INSTRUCTIONS FOR THE TASK: The lines to reproduce run from the first one below to the line containing "a stored artifact.", both included. Reproduce them exactly and nothing else.

INPUT RECORDS:

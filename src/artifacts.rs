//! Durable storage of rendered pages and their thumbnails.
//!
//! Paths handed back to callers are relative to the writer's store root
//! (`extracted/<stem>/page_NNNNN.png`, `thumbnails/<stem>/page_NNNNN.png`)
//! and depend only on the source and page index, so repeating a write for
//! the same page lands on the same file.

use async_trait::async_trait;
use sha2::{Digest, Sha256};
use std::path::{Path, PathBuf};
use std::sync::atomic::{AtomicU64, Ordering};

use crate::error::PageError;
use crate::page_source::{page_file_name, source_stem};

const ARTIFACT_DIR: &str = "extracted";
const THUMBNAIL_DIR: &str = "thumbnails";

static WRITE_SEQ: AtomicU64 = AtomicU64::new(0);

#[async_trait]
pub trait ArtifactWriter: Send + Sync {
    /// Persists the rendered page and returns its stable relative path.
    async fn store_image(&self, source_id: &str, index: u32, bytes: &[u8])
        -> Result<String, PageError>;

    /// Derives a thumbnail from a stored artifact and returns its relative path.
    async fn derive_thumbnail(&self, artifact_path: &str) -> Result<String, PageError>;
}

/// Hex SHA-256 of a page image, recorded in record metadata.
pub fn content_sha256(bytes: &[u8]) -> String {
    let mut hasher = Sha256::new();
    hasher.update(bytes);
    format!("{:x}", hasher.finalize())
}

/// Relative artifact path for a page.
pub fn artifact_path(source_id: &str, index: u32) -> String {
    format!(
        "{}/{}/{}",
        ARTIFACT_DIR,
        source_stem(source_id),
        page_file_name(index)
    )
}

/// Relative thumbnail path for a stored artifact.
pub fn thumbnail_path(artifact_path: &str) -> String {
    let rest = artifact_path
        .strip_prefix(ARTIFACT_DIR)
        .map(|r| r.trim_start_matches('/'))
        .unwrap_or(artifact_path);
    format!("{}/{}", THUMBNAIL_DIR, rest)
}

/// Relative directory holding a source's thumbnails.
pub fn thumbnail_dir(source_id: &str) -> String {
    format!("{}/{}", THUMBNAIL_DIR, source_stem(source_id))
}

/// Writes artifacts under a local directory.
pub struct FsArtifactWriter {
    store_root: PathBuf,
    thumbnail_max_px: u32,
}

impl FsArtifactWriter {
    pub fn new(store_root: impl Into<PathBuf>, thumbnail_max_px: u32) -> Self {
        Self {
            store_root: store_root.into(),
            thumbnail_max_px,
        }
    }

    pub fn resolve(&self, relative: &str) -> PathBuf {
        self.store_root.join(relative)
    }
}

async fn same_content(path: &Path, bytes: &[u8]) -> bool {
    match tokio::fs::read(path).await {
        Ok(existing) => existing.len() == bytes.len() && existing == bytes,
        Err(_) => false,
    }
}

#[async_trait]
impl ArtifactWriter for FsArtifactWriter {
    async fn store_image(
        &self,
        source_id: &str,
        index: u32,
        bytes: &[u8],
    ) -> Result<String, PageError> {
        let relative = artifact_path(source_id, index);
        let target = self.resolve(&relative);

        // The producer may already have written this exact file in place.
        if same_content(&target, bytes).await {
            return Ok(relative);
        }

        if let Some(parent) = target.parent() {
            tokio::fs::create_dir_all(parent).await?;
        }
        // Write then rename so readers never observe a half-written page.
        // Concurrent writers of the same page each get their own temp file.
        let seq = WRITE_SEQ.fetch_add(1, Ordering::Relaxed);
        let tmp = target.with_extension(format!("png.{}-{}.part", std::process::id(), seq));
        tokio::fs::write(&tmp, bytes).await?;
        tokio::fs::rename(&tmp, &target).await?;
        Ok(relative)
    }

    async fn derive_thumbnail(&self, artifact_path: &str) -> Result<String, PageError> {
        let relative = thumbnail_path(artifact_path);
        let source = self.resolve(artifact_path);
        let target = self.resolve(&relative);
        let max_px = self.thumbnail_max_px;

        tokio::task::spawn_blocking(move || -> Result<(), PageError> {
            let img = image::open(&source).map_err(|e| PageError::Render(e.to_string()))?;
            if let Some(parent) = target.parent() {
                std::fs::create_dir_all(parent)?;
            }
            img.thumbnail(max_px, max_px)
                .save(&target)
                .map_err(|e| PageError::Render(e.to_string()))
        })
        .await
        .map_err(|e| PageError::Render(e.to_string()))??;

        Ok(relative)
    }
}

RESULT OF THIS EXERCISE:
filename src/artifacts.rs
//! Durable storage of rendered pages and their thumbnails.
//!
//! Paths handed back to callers are relative to the writer's store root
//! (`extracted/<stem>/page_NNNNN.png`, `thumbnails/<stem>/page_NNNNN.png`)
//! and depend only on the source and page index, so repeating a write for
//! the same page lands on the same file.

use async_trait::async_trait;
use sha2::{Digest, Sha256};
use std::path::{Path, PathBuf};
use std::sync::atomic::{AtomicU64, Ordering};

use crate::error::PageError;
use crate::page_source::{page_file_name, source_stem};

const ARTIFACT_DIR: &str = "extracted";
const THUMBNAIL_DIR: &str = "thumbnails";

static WRITE_SEQ: AtomicU64 = AtomicU64::new(0);

#[async_trait]
pub trait ArtifactWriter: Send + Sync {
    /// Persists the rendered page and returns its stable relative path.
    async fn store_image(&self, source_id: &str, index: u32, bytes: &[u8])
        -> Result<String, PageError>;

    /// Derives a thumbnail from a stored artifact and returns its relative path.
    async fn derive_thumbnail(&self, artifact_path: &str) -> Result<String, PageError>;
}

/// Hex SHA-256 of a page image, recorded in record metadata.
pub fn content_sha256(bytes: &[u8]) -> String {
    let mut hasher = Sha256::new();
    hasher.update(bytes);
    format!("{:x}", hasher.finalize())
}

/// Relative artifact path for a page.
pub fn artifact_path(source_id: &str, index: u32) -> String {
    format!(
        "{}/{}/{}",
        ARTIFACT_DIR,
        source_stem(source_id),
        page_file_name(index)
    )
}

/// Relative thumbnail path for a stored artifact.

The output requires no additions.